=== TASK DIRECTIONS ===
Go over these records and count the lines with the string "bytes" in them; the count is all that should be returned.

=== SUPPLIED ENTRIES ===
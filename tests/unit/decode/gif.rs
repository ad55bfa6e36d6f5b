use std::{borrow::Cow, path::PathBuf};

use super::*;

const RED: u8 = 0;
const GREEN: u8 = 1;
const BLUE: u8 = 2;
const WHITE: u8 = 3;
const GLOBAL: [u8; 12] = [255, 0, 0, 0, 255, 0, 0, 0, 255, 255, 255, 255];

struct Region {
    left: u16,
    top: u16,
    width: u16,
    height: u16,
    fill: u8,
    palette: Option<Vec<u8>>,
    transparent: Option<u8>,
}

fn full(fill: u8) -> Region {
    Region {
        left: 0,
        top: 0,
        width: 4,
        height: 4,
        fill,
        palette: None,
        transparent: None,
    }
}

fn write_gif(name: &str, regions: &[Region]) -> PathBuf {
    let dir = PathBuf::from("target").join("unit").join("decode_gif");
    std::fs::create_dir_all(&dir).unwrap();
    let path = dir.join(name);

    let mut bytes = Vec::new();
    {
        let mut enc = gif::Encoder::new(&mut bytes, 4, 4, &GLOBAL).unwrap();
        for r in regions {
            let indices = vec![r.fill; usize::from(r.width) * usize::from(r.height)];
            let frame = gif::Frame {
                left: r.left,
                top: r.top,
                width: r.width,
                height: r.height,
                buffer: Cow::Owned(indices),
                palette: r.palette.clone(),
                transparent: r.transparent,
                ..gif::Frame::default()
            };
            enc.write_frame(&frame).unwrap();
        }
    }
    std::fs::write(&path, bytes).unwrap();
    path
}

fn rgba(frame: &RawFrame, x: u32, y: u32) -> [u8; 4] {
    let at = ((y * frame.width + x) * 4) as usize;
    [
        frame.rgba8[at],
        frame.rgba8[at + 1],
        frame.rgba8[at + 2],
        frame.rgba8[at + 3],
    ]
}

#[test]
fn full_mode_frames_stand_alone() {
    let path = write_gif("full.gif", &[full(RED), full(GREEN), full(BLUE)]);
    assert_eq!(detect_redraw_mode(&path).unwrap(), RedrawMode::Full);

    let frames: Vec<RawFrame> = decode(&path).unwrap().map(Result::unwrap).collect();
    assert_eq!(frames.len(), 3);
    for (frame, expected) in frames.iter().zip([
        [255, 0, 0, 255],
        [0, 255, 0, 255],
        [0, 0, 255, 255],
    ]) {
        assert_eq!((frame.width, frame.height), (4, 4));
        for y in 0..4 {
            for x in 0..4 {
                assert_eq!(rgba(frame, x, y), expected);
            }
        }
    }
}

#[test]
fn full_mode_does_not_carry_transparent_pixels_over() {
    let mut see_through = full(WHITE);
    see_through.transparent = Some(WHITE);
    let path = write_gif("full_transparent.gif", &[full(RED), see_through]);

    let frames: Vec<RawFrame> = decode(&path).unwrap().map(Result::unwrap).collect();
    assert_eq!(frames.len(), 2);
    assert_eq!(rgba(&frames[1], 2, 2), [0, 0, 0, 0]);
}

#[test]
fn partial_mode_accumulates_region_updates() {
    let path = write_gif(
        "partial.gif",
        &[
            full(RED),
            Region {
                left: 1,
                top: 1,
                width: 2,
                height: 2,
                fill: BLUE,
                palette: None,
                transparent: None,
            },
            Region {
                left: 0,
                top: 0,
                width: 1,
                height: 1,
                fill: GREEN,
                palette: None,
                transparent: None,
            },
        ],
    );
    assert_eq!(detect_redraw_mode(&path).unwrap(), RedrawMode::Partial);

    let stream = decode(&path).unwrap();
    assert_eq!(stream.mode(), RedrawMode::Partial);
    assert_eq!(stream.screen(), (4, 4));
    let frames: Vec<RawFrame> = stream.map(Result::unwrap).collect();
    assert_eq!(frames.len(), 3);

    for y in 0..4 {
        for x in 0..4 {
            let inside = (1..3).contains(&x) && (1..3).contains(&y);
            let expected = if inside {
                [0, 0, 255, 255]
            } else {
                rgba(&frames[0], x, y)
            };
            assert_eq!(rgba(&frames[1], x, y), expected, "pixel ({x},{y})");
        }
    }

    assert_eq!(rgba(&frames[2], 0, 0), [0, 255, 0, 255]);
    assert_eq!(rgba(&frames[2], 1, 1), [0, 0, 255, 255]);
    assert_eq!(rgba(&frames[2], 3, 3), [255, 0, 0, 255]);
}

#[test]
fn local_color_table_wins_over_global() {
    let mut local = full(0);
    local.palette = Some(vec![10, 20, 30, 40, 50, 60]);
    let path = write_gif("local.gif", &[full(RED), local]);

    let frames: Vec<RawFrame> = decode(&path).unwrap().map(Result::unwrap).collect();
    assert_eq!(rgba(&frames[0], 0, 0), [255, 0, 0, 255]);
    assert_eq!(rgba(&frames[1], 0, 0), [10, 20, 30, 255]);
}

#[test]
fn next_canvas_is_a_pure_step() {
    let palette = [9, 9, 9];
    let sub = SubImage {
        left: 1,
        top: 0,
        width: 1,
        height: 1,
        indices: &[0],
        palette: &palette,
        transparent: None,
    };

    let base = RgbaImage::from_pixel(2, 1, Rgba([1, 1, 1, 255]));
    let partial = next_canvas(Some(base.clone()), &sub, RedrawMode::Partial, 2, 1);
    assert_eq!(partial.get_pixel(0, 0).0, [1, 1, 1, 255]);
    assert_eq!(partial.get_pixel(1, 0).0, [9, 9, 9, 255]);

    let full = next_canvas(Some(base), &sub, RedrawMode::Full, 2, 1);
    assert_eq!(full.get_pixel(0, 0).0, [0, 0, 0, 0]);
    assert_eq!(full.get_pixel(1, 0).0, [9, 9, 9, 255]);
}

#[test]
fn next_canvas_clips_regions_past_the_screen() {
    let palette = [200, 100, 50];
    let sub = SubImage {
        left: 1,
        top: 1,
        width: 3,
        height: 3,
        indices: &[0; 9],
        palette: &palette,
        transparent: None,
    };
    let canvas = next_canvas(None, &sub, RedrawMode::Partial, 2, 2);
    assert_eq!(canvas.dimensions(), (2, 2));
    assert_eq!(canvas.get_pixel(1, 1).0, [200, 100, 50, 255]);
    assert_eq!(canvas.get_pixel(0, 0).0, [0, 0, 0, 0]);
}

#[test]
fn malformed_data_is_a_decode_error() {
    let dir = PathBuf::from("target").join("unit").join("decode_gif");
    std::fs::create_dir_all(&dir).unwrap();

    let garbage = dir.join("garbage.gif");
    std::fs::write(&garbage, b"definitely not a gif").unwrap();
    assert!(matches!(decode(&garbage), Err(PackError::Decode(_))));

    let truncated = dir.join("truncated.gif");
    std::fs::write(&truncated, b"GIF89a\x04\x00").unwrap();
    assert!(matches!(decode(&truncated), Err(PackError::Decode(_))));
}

=== EXERCISE RESPONSE ===
3